Eletta città d'arte nel 1998, Ostuni, per le sue bellezze storiche, artistiche e
paesaggistiche, è meta di coloro i quali apprezzano il binomio cultura-ambiente. Ostuni, è una città antichissima, con
un patrimonio in parte ancora da scoprire.
Il centro storico, esso stesso monumento e luogo della memoria
storica, è un ordito urbano dal fascino straordinario che conserva intatta la struttura medioevale, un
labirinto di stradine, arcate, stretti passaggi contenuti in una poderosa cinta muraria. Il bianco labirinto
dipinto a calce, da cui il nome "Città Bianca", è interrotto dalle facciate colore ocra di antichi palazzi,
chiese, conventi e i fantasiosi portali che esaltano la bellezza della pietra locale.
Senza dubbio il territorio ostunese é , già dall'età neolitica, centro di vita e oggetto di continue colonizzazioni da parte di numerose popolazioni provenienti dall'Anatolia, prima, e dalle coste del Mediterraneo orientale, dopo. Inizialmente trovano sistemazione in insediamenti rocciosi e grotte, lasciandoci tracce e testimonianze in quelle di (Sant'Angelo), (di Magda), di (Santi Magno), (Santa Maria d'Agnano).
Successivamente danno vita a veri e propri villaggi capannicoli, abbandonando il nomadismo e dedicandosi ad attività quali l'agricoltura e l'allevamento. Di notevole rilievo artistico e storico sono i monumenti di carattere dolmenico, (le specchie e i dolmen), lasciatici da queste popolazioni, che hanno opposto una resistenza impareggiabile al tempo.
Oggetto di tale colonizzazione è la fascia di terra compresa tra Savelletri e la terra di Petrolla, oggi Villanova, porto di Ostuni.
Verso il mille a.C. giungono due nuove civiltà i Messapi e gli Japigi che fondono costumi, tradizioni ed abitudini. Tale sinergico connubio viene meno a causa di Annibale che distrugge la città vecchia e la tiene sotto il suo domino per 17 anni, sino al 488 d.C..
In seguito Ostuni viene occupata dagli Ostrogoti, guidati da Teodorico, il quale, così almeno risulta da una lettera di Cassiodoro, porta via a Ravenna parti di monumenti ostunesi.
Alla dominazione ostrogota segue quella normanna a partire dall'XI secolo; ricordiamo la famiglia degli Altavilla, prodiga di ogni civiltà, tanto da edificare in cima alla città il Castello, successivamente distrutto, e da dare stimolo ed impulso alla economia locale ed all'arte.

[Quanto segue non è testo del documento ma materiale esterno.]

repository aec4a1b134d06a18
//! 业务服务层

pub mod auth_service;

pub use auth_service::AuthService;
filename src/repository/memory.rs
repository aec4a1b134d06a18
//! 内存存储
//!
//! 在一组互斥锁保护的表上实现全部仓库 trait，约束与 PostgreSQL 表结构一致：
//! 邮箱唯一、活动与预订的外键、活动删除原子执行

use super::{EventRepository, HealthCheckRepository, ReservationRepository, UserRepository};
use crate::{
    error::AppError,
    models::{Event, EventInput, NewUser, Reservation, User},
};
use async_trait::async_trait;
use std::collections::BTreeMap;
use std::sync::{Mutex, MutexGuard};

#[derive(Debug, Default)]
struct Tables {
    users: BTreeMap<i64, User>,
    events: BTreeMap<i64, Event>,
    reservations: BTreeMap<i64, Reservation>,
    next_user_id: i64,
    next_event_id: i64,
    next_reservation_id: i64,
}

fn next_id(counter: &mut i64) -> i64 {
    *counter += 1;
    *counter
}

#[derive(Debug, Default)]
pub struct MemoryStore {
    tables: Mutex<Tables>,
}

impl MemoryStore {
    pub fn new() -> Self {
        Self::default()
    }

    fn lock(&self) -> Result<MutexGuard<'_, Tables>, AppError> {
        self.tables
            .lock()
            .map_err(|_| AppError::internal("memory store lock poisoned"))
    }
}

#[async_trait]
impl UserRepository for MemoryStore {
    async fn create(&self, user: NewUser) -> Result<User, AppError> {
        let mut tables = self.lock()?;

        if tables.users.values().any(|u| u.email == user.email) {
            return Err(AppError::Constraint("Resource already exists".to_string()));
        }

        let id = next_id(&mut tables.next_user_id);
        let user = User {
            id,
            email: user.email,
            password_hash: user.password_hash,
            role: user.role,
        };
        tables.users.insert(id, user.clone());
        Ok(user)
    }

    async fn find_by_email(&self, email: &str) -> Result<Option<User>, AppError> {
        let tables = self.lock()?;
        Ok(tables.users.values().find(|u| u.email == email).cloned())
    }

    async fn find_by_id(&self, id: i64) -> Result<Option<User>, AppError> {
        Ok(self.lock()?.users.get(&id).cloned())
    }
}

#[async_trait]
impl EventRepository for MemoryStore {
    async fn list(&self) -> Result<Vec<Event>, AppError> {
        let mut events: Vec<Event> = self.lock()?.events.values().cloned().collect();
        events.sort_by(|a, b| a.date_time.cmp(&b.date_time).then(a.id.cmp(&b.id)));
        Ok(events)
    }

    async fn find_by_id(&self, id: i64) -> Result<Option<Event>, AppError> {
        Ok(self.lock()?.events.get(&id).cloned())
    }

    async fn find_organizer_id(&self, id: i64) -> Result<Option<i64>, AppError> {
        Ok(self.lock()?.events.get(&id).map(|e| e.organizer_id))
    }

    async fn create(&self, organizer_id: i64, input: &EventInput) -> Result<i64, AppError> {
        let mut tables = self.lock()?;

        if !tables.users.contains_key(&organizer_id) {
            return Err(AppError::Constraint(
                "Referenced resource does not exist".to_string(),
            ));
        }

        let id = next_id(&mut tables.next_event_id);
        tables.events.insert(
            id,
            Event {
                id,
                title: input.title.clone(),
                description: input.description.clone(),
                date_time: input.date_time,
                capacity: input.capacity,
                organizer_id,
                image_url: input.image_url.clone(),
            },
        );
        Ok(id)
    }

    async fn update(&self, id: i64, input: &EventInput) -> Result<Option<Event>, AppError> {
        let mut tables = self.lock()?;

        Ok(tables.events.get_mut(&id).map(|event| {
            event.title = input.title.clone();
            event.description = input.description.clone();
            event.date_time = input.date_time;
            event.capacity = input.capacity;
            event.image_url = input.image_url.clone();
            event.clone()
        }))
    }

    async fn delete_with_reservations(&self, id: i64) -> Result<u64, AppError> {
        let mut tables = self.lock()?;

        let before = tables.reservations.len();
        tables.reservations.retain(|_, r| r.event_id != id);
        let removed = (before - tables.reservations.len()) as u64;

        tables.events.remove(&id);
        Ok(removed)
    }
}

#[async_trait]
impl ReservationRepository for MemoryStore {
    async fn create(&self, user_id: i64, event_id: i64, tickets: i32) -> Result<i64, AppError> {
        let mut tables = self.lock()?;

        if !tables.users.contains_key(&user_id) || !tables.events.contains_key(&event_id) {
            return Err(AppError::Constraint(
                "Referenced resource does not exist".to_string(),
            ));
        }

        let id = next_id(&mut tables.next_reservation_id);
        tables.reservations.insert(
            id,
            Reservation {
                id,
                user_id,
                event_id,
                tickets,
                created_at: chrono::Utc::now(),
            },
        );
        Ok(id)
    }

    async fn list_by_user(&self, user_id: i64) -> Result<Vec<Reservation>, AppError> {
        let tables = self.lock()?;
        Ok(tables
            .reservations
            .values()
            .filter(|r| r.user_id == user_id)
            .cloned()
            .collect())
    }

    async fn count_for_event(&self, event_id: i64) -> Result<i64, AppError> {
        let tables = self.lock()?;
        Ok(tables
            .reservations
            .values()
            .filter(|r| r.event_id == event_id)
            .count() as i64)
    }
}

#[async_trait]
impl HealthCheckRepository for MemoryStore {
    async fn check(&self) -> Result<(), AppError> {
        self.lock().map(|_| ())
    }
}
//! 路由注册
//! 创建所有 API 路由并应用中间件

use axum::{
    http::{
        header::{AUTHORIZATION, CONTENT_TYPE},
        HeaderValue, Method,
    },
    routing::{get, post, put},
    Router,
};
use std::sync::Arc;
use tower_http::{cors::CorsLayer, limit::RequestBodyLimitLayer};

use crate::{auth::middleware::jwt_auth_middleware, config::ServerConfig, handlers, middleware::AppState};

/// 请求体上限
const MAX_BODY_BYTES: usize = 1024 * 1024;

/// 创建应用路由
///
/// 认证中间件只挂在受保护的路由上；同一路径的公开方法（如 GET /events）不经过认证
pub fn create_router(state: Arc<AppState>) -> Router {
    // 公开端点（健康检查）
    let health_routes = Router::new()
        .route("/health", get(handlers::health::health_check))
        .route("/ready", get(handlers::health::readiness_check));

    // 公开 API
    let public_routes = Router::new()
        .route("/auth/register", post(handlers::auth::register))
        .route("/auth/login", post(handlers::auth::login))
        .route("/events", get(handlers::event::list_events))
        .route("/events/{id}", get(handlers::event::get_event));

    // 需要认证的路由
    let authenticated_routes = Router::new()
        // 活动管理（组织者）
        .route("/events", post(handlers::event::create_event))
        .route(
            "/events/{id}",
            put(handlers::event::update_event).delete(handlers::event::delete_event),
        )
        // 预订（任意角色）
        .route(
            "/reservations",
            get(handlers::reservation::list_reservations)
                .post(handlers::reservation::create_reservation),
        )
        .route_layer(axum::middleware::from_fn_with_state(
            state.jwt_service.clone(),
            jwt_auth_middleware,
        ));

    let api_routes = Router::new()
        .merge(public_routes)
        .merge(authenticated_routes);

    // 组合所有路由
    let mut router = Router::new()
        .merge(health_routes)
        .nest("/api/v1", api_routes)
        .layer(RequestBodyLimitLayer::new(MAX_BODY_BYTES));

    if let Some(cors) = cors_layer(&state.config.server) {
        router = router.layer(cors);
    }

    router
        .layer(axum::middleware::from_fn(crate::middleware::request_tracking_middleware))
        .with_state(state)
}

/// 根据允许列表构建 CORS 层，列表为空时不启用
fn cors_layer(config: &ServerConfig) -> Option<CorsLayer> {
    let origins: Vec<HeaderValue> = config
        .cors_allowed_origins
        .iter()
        .filter_map(|origin| match HeaderValue::from_str(origin) {
            Ok(value) => Some(value),
            Err(_) => {
                tracing::warn!(origin = %origin, "Ignoring invalid CORS origin");
                None
            }
        })
        .collect();

    if origins.is_empty() {
        return None;
    }

    Some(
        CorsLayer::new()
            .allow_origin(origins)
            .allow_methods([Method::GET, Method::POST, Method::PUT, Method::DELETE])
            .allow_headers([AUTHORIZATION, CONTENT_TYPE]),
    )
}
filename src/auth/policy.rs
//! handler 侧授权：角色与归属检查
//!
//! 认证中间件只负责认证；handler 提取 [`RequestContext`] 后调用这里判断是否放行

use super::context::{Identity, RequestContext};
use crate::{error::AppError, models::Role};

/// 任意已认证调用者，无身份返回 401
pub fn require_identity(ctx: &RequestContext) -> Result<&Identity, AppError> {
    ctx.identity().ok_or(AppError::Unauthorized)
}

/// 持有 `role` 的已认证调用者，无身份或角色不符返回 403
pub fn require_role(ctx: &RequestContext, role: Role) -> Result<&Identity, AppError> {
    match ctx.identity() {
        Some(identity) if identity.role == role => Ok(identity),
        Some(identity) => {
            tracing::warn!(
                user_id = identity.user_id,
                role = %identity.role,
                required = %role,
                "Role check failed"
            );
            Err(AppError::Forbidden)
        }
        None => Err(AppError::Forbidden),
    }
}

pub fn require_organizer(ctx: &RequestContext) -> Result<&Identity, AppError> {
    require_role(ctx, Role::Organizer)
}

/// 按资源的存储所有者做归属检查
///
/// 资源不存在（`None`）与所有者不同都返回 403，调用者无法据此判断 ID 是否存在
pub fn ensure_owner(identity: &Identity, stored_owner: Option<i64>) -> Result<(), AppError> {
    match stored_owner {
        Some(owner) if owner == identity.user_id => Ok(()),
        other => {
            tracing::warn!(
                user_id = identity.user_id,
                found = other.is_some(),
                "Ownership check failed"
            );
            Err(AppError::Forbidden)
        }
    }
}

#[cfg(test)]
mod tests {
    use super::*;

    fn ctx(user_id: i64, role: Role) -> RequestContext {
        RequestContext::anonymous().with_identity(Identity {
            user_id,
            role,
            expires_at: i64::MAX,
        })
    }

    #[test]
    fn test_require_identity() {
        assert!(matches!(
            require_identity(&RequestContext::anonymous()),
            Err(AppError::Unauthorized)
        ));
        assert_eq!(require_identity(&ctx(3, Role::Participant)).unwrap().user_id, 3);
    }

    #[test]
    fn test_require_organizer() {
        assert!(require_organizer(&ctx(1, Role::Organizer)).is_ok());
        assert!(matches!(
            require_organizer(&ctx(1, Role::Participant)),
            Err(AppError::Forbidden)
        ));
        assert!(matches!(
            require_organizer(&RequestContext::anonymous()),
            Err(AppError::Forbidden)
        ));
    }

    #[test]
    fn test_ensure_owner_collapses_missing_and_foreign() {
        let context = ctx(1, Role::Organizer);
        let identity = context.identity().unwrap();

        assert!(ensure_owner(identity, Some(1)).is_ok());

        let foreign = ensure_owner(identity, Some(2)).unwrap_err();
        let missing = ensure_owner(identity, None).unwrap_err();
        assert_eq!(foreign.code(), 403);
        assert_eq!(foreign.code(), missing.code());
        assert_eq!(foreign.user_message(), missing.user_message());
    }
}
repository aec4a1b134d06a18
//! 日志与追踪系统
//! 初始化结构化日志

use crate::config::AppConfig;
use tracing_subscriber::{layer::SubscriberExt, util::SubscriberInitExt, EnvFilter, Layer};

/// 初始化日志与追踪系统
///
/// `RUST_LOG` 优先于配置中的日志级别
pub fn init_telemetry(config: &AppConfig) {
    // 从环境变量构建过滤器
    let env_filter =
        EnvFilter::try_from_default_env().unwrap_or_else(|_| EnvFilter::new(&config.logging.level));

    // 根据配置选择日志格式
    let log_layer = match config.logging.format.to_lowercase().as_str() {
        "json" => {
            // JSON 格式（生产环境）
            tracing_subscriber::fmt::layer()
                .json()
                .with_target(false)
                .with_span_events(tracing_subscriber::fmt::format::FmtSpan::CLOSE)
                .boxed()
        }
        "pretty" => {
            // 美化格式（开发环境）
            tracing_subscriber::fmt::layer()
                .pretty()
                .with_target(false)
                .boxed()
        }
        _ => {
            // 默认格式
            tracing_subscriber::fmt::layer().with_target(false).boxed()
        }
    };

    // 初始化 subscriber（重复初始化时忽略）
    if tracing_subscriber::registry()
        .with(env_filter)
        .with(log_layer)
        .try_init()
        .is_err()
    {
        return;
    }

    tracing::info!(
        version = env!("CARGO_PKG_VERSION"),
        level = %config.logging.level,
        format = %config.logging.format,
        "Telemetry initialized"
    );
}
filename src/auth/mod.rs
//! 认证与授权模块

pub mod context;
pub mod jwt;
pub mod middleware;
pub mod password;
pub mod policy;

pub use context::{Identity, RequestContext};
pub use jwt::{Claims, JwtService, TokenError};
pub use middleware::{extract_token, jwt_auth_middleware};
pub use password::PasswordHasher;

Un ruolo di sicura importanza viene giocato dal Porto di Villanova, risultato e strumento del fervore commerciale dell'epoca.
Ma il periodo di massimo splendore viene sicuramente raggiunto nel '500 con il domino Aragonese.
In ogni caso è doveroso ricordare che durante tutto il periodo feudale Ostuni ha sempre cercato di esimersi da un completo assoggettamento servile alle famiglie governanti assumendo la condizione, favorevole al commercio, di città del regio demanio.
La situazione cambia notevolmente con l'avvento (1639) della famiglia dei Zevallos responsabili di un decadimento morale ed economico di Ostuni, dalla quale numerose famiglie nobili del posto si allontanarono o si estinsero. Solo nel 1804 viene meno il dominio Zevallos, quando a causa degli eccessivi debiti e della mala condotta, a tale famiglia viene tolto il titolo nobiliare sulla città di Ostuni.
Ma l'anelito di libertà è nuovamente soffocato con la venuta dei Borboni. Contro di essi gli ostunesi oppongono una valorosa resistenza ed opposizione, l'anelito di libertà si diffonde e propaga, Ostuni diventa centro di agitazioni patriottiche e sicuro asilo di esuli politici. Cadono, così, gli stemmi borbonici sventola, nel 1860, il tricolore su Ostuni.
La generosità e il valore patriottico ostunese viene confermato nella Prima Guerra Mondiale durante la quale trecento ostunesi muoiono nel tentativo di liberare le terre del settentrione: i loro nomi verranno scolpiti nella pietra del Monumento dei Caduti sito in Piazza Matteotti.